A retired elementary school teacher is inspiring students of all ages to explore career paths beyond traditional roles, including trucking. With her belief that everyone should have the opportunity for success in any field they choose, she is encouraging youth across America to expand their horizons and pursue whatever dream job suits them best.
“If we don’t let them know, then it’s not available to them, you know?” said Carol Gordon Ekster, author of the recently released children’s book, Trucker Kid, which highlights a child’s pride in her father’s career as a truck driver.
Ms. Ekster, a 35-year veteran educator and finalist for New Hampshire Teacher of the Year, has proven that picture books have far more educational value than meets the eye! By reading them multiple times daily to her fourth-grade students as part of writing lessons or social studies classes alike, she demonstrated their immense utility beyond pure entertainment.

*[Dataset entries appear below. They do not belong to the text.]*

// SPDX-License-Identifier: MPL-2.0
// This Source Code Form is subject to the terms of the Mozilla Public
// License, v. 2.0. If a copy of the MPL was not distributed with this
// file, You can obtain one at https://mozilla.org/MPL/2.0/.

//! Case-insensitive name matching for groups and outlets.

/// Returns the normalized (lowercased) form of a group or outlet name.
#[must_use]
pub fn normalize(name: &str) -> String {
    name.to_lowercase()
}

/// Returns true if two group names refer to the same group.
#[must_use]
pub fn same_name(a: &str, b: &str) -> bool {
    a == b || normalize(a) == normalize(b)
}

/// Returns true if `outlet` belongs to `group`, i.e. the group name occurs
/// anywhere in the outlet name ignoring case.
///
/// # Examples
///
/// ```
/// use powerseq::types::name_contains;
///
/// assert!(name_contains("Living Room Lamp", "lamp"));
/// assert!(name_contains("Lamp2 Desk", "Lamp"));
/// assert!(!name_contains("Fridge", "Lamp"));
/// ```
#[must_use]
pub fn name_contains(outlet: &str, group: &str) -> bool {
    normalize(outlet).contains(&normalize(group))
}

/// Returns the key names are sorted by: lowercase with Latin accents
/// stripped, so `Éclairage` sorts among the `e`s.
///
/// Only the Latin-1 and Latin Extended-A letters are folded; other
/// characters keep their lowercase form and sort by code point.
#[must_use]
pub fn sort_key(name: &str) -> String {
    let mut key = String::with_capacity(name.len());
    for c in name.chars().flat_map(char::to_lowercase) {
        match fold_accent(c) {
            Some(base) => key.push_str(base),
            None => key.push(c),
        }
    }
    key
}

fn fold_accent(c: char) -> Option<&'static str> {
    let base = match c {
        'à' | 'á' | 'â' | 'ã' | 'ä' | 'å' | 'ā' | 'ă' | 'ą' => "a",
        'æ' => "ae",
        'ç' | 'ć' | 'ĉ' | 'ċ' | 'č' => "c",
        'ď' | 'đ' | 'ð' => "d",
        'è' | 'é' | 'ê' | 'ë' | 'ē' | 'ĕ' | 'ė' | 'ę' | 'ě' => "e",
        'ĝ' | 'ğ' | 'ġ' | 'ģ' => "g",
        'ĥ' | 'ħ' => "h",
        'ì' | 'í' | 'î' | 'ï' | 'ĩ' | 'ī' | 'ĭ' | 'į' | 'ı' => "i",
        'ĵ' => "j",
        'ķ' => "k",
        'ĺ' | 'ļ' | 'ľ' | 'ŀ' | 'ł' => "l",
        'ñ' | 'ń' | 'ņ' | 'ň' => "n",
        'ò' | 'ó' | 'ô' | 'õ' | 'ö' | 'ø' | 'ō' | 'ŏ' | 'ő' => "o",
        'œ' => "oe",
        'ŕ' | 'ŗ' | 'ř' => "r",
        'ś' | 'ŝ' | 'ş' | 'š' => "s",
        'ß' => "ss",
        'ţ' | 'ť' | 'ŧ' => "t",
        'þ' => "th",
        'ù' | 'ú' | 'û' | 'ü' | 'ũ' | 'ū' | 'ŭ' | 'ů' | 'ű' | 'ų' => "u",
        'ŵ' => "w",
        'ý' | 'ÿ' | 'ŷ' => "y",
        'ź' | 'ż' | 'ž' => "z",
        _ => return None,
    };
    Some(base)
}
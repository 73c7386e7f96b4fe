// SPDX-License-Identifier: MPL-2.0
// This Source Code Form is subject to the terms of the Mozilla Public
// License, v. 2.0. If a copy of the MPL was not distributed with this
// file, You can obtain one at https://mozilla.org/MPL/2.0/.

//! Time-of-day schedules.

use chrono::{Datelike, Local, NaiveDate, NaiveDateTime, Timelike};
use parking_lot::Mutex;
use tokio::task::JoinHandle;
use tokio::time::MissedTickBehavior;

use crate::backend::Backend;
use crate::types::{ScheduleTime, weekday_abbrev};

use super::Orchestrator;

/// Fires configured schedule entries at most once per wall-clock minute.
///
/// Call [`run_schedules`](Self::run_schedules) as often as you like (the
/// built-in driver polls every 10 seconds); entries for a given minute fire
/// on the first call within that minute and never again for it.
///
/// # Examples
///
/// ```
/// use chrono::NaiveDate;
/// use powerseq::config::AppConfig;
/// use powerseq::engine::{Orchestrator, Scheduler};
/// # use powerseq::{backend::Backend, error::DeviceError, state::GpioOutput, types::PowerAction};
/// # struct Snmp;
/// # impl Backend for Snmp {
/// #     async fn write_outlet(&self, _: &str, _: &str, _: PowerAction) -> Result<(), DeviceError> { Ok(()) }
/// #     async fn write_gpio(&self, _: &GpioOutput, _: PowerAction) -> Result<(), DeviceError> { Ok(()) }
/// # }
///
/// # #[tokio::main(flavor = "current_thread")]
/// # async fn main() {
/// let config = AppConfig::from_json_str(
///     r#"{ "schedules": [{ "time": "07:00", "action": "on", "groups": ["Coffee"] }] }"#,
/// ).unwrap();
/// let scheduler = Scheduler::new(Orchestrator::new(Snmp, config));
///
/// let seven = NaiveDate::from_ymd_opt(2024, 3, 4).unwrap().and_hms_opt(7, 0, 10).unwrap();
/// assert_eq!(scheduler.run_schedules_at(seven).len(), 1);
/// assert!(scheduler.run_schedules_at(seven).is_empty());
/// # }
/// ```
#[derive(Debug)]
pub struct Scheduler<B> {
    engine: Orchestrator<B>,
    last_run: Mutex<Option<(NaiveDate, u32, u32)>>,
}

impl<B: Backend> Scheduler<B> {
    /// Creates a scheduler that fires through `engine`.
    #[must_use]
    pub fn new(engine: Orchestrator<B>) -> Self {
        Self {
            engine,
            last_run: Mutex::new(None),
        }
    }

    /// Fires the entries due at the current local time.
    ///
    /// Returns the handles of the spawned group actions; dropping them
    /// leaves the actions running.
    pub fn run_schedules(&self) -> Vec<JoinHandle<()>> {
        self.run_schedules_at(Local::now().naive_local())
    }

    /// Fires the entries due at `now`.
    ///
    /// Each listed group (or every outlet, for entries without groups) is
    /// triggered on its own task, so entries never wait on one another.
    pub fn run_schedules_at(&self, now: NaiveDateTime) -> Vec<JoinHandle<()>> {
        let minute = (now.date(), now.hour(), now.minute());
        {
            let mut last_run = self.last_run.lock();
            if *last_run == Some(minute) {
                return Vec::new();
            }
            *last_run = Some(minute);
        }

        let time = ScheduleTime::of(&now);
        let day = now.weekday();
        let config = self.engine.config();

        let mut fired = Vec::new();
        for entry in config
            .schedules
            .iter()
            .filter(|entry| entry.time == time && entry.runs_on(day))
        {
            tracing::info!(
                time = %entry.time,
                day = weekday_abbrev(day),
                action = %entry.action,
                groups = ?entry.groups,
                "Running scheduled task"
            );
            if entry.groups.is_empty() {
                fired.push(tokio::spawn(self.engine.boxed_trigger(None, entry.action)));
            } else {
                for group in &entry.groups {
                    fired.push(tokio::spawn(
                        self.engine.boxed_trigger(Some(group.clone()), entry.action),
                    ));
                }
            }
        }
        fired
    }

    /// Runs [`run_schedules`](Self::run_schedules) forever at the engine's
    /// schedule poll interval.
    pub fn spawn(self) -> JoinHandle<()> {
        self.drive(|| Local::now().naive_local())
    }

    /// Polls on the schedule interval, reading the wall clock from `now`.
    fn drive<F>(self, mut now: F) -> JoinHandle<()>
    where
        F: FnMut() -> NaiveDateTime + Send + 'static,
    {
        let period = self.engine.settings().schedule_poll;
        tokio::spawn(async move {
            let mut ticker = tokio::time::interval(period);
            ticker.set_missed_tick_behavior(MissedTickBehavior::Delay);
            tracing::debug!(period_ms = period.as_millis(), "Schedule driver started");
            loop {
                ticker.tick().await;
                self.run_schedules_at(now());
            }
        })
    }
}

#[cfg(test)]
mod tests {
    use std::sync::atomic::{AtomicUsize, Ordering};
    use std::time::Duration;

    use super::*;
    use crate::config::AppConfig;
    use crate::error::DeviceError;
    use crate::state::{GpioOutput, PduInfo, PduOutlet};
    use crate::types::PowerAction;

    struct NoopBackend;

    impl Backend for NoopBackend {
        async fn write_outlet(&self, _: &str, _: &str, _: PowerAction) -> Result<(), DeviceError> {
            Ok(())
        }

        async fn write_gpio(&self, _: &GpioOutput, _: PowerAction) -> Result<(), DeviceError> {
            Ok(())
        }
    }

    fn scheduler() -> Scheduler<NoopBackend> {
        let config = AppConfig::from_json_str(
            r#"{
                "schedules": [
                    { "time": "07:00", "action": "on", "groups": ["Coffee", "Radio"] },
                    { "time": "07:00", "action": "off", "groups": ["Porch"], "days": ["Sat", "Sun"] },
                    { "time": "23:30", "action": "off" }
                ]
            }"#,
        )
        .unwrap();
        Scheduler::new(Orchestrator::new(NoopBackend, config))
    }

    fn at(day: u32, hour: u32, minute: u32, second: u32) -> NaiveDateTime {
        // March 2024: the 4th is a Monday, the 9th a Saturday
        NaiveDate::from_ymd_opt(2024, 3, day)
            .unwrap()
            .and_hms_opt(hour, minute, second)
            .unwrap()
    }

    struct CountingBackend(AtomicUsize);

    impl Backend for CountingBackend {
        async fn write_outlet(&self, _: &str, _: &str, _: PowerAction) -> Result<(), DeviceError> {
            self.0.fetch_add(1, Ordering::SeqCst);
            Ok(())
        }

        async fn write_gpio(&self, _: &GpioOutput, _: PowerAction) -> Result<(), DeviceError> {
            Ok(())
        }
    }

    #[tokio::test(start_paused = true)]
    async fn driver_fires_each_minute_once() {
        let config = AppConfig::from_json_str(
            r#"{ "schedules": [{ "time": "07:00", "action": "on", "groups": ["Coffee"] }] }"#,
        )
        .unwrap();
        let engine = Orchestrator::new(CountingBackend(AtomicUsize::new(0)), config);
        engine.update_store(|store| {
            store.upsert_pdu(
                "10.0.0.5",
                PduInfo::new("kitchen", "RPDU").with_outlet(PduOutlet::new("1", "Coffee Maker")),
            );
        });

        let base = at(4, 6, 59, 45);
        let started = tokio::time::Instant::now();
        let clock = move || {
            let elapsed = chrono::Duration::from_std(started.elapsed()).unwrap();
            base + elapsed
        };
        let driver = Scheduler::new(engine.clone()).drive(clock);

        // Polls every 10s: six of them fall within 07:00
        tokio::time::sleep(Duration::from_secs(90)).await;
        driver.abort();

        assert_eq!(engine.backend().0.load(Ordering::SeqCst), 1);
    }

    #[tokio::test]
    async fn fires_once_per_minute() {
        let scheduler = scheduler();

        assert_eq!(scheduler.run_schedules_at(at(4, 7, 0, 0)).len(), 2);
        assert!(scheduler.run_schedules_at(at(4, 7, 0, 10)).is_empty());
        assert!(scheduler.run_schedules_at(at(4, 7, 0, 50)).is_empty());
    }

    #[tokio::test]
    async fn same_minute_on_another_day_fires_again() {
        let scheduler = scheduler();

        assert_eq!(scheduler.run_schedules_at(at(4, 7, 0, 0)).len(), 2);
        assert_eq!(scheduler.run_schedules_at(at(5, 7, 0, 0)).len(), 2);
    }

    #[tokio::test]
    async fn day_filter_applies() {
        let scheduler = scheduler();

        assert_eq!(scheduler.run_schedules_at(at(9, 7, 0, 0)).len(), 3);
    }

    #[tokio::test]
    async fn entry_without_groups_fires_global_action() {
        let scheduler = scheduler();

        assert_eq!(scheduler.run_schedules_at(at(4, 23, 30, 0)).len(), 1);
        assert!(scheduler.run_schedules_at(at(4, 23, 31, 0)).is_empty());
    }
}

“I think there’s an importance to every job if we’re just made aware of it, and how blessed we are that we have people in the world willing to do all kinds of things,” Ekster said. “There are people who are going to bring medical supplies and goods. We need truckers. If you could feel the passion and see the goodness of what truckers and trucking does for our world, maybe you’d say, ‘Hey, one day I want to be a trucker.’”
In 2013, the idea for the book was born over dinner when Ekster found herself eavesdropping on an endearing family conversation about their cross-country road trip and trucking experiences.
“She was the most precocious 3-year-old,” Ekster recalls overhearing the family. “It’s a fiction story, but the idea of a little girl going with her daddy in the truck, it touched me somehow. I just loved the idea of the story.”
Truck driver John Fullbright and his daughter were the inspiration for the story.
As luck would have it, Russ Cox, the book’s illustrator, also has ties to the trucking industry through his son.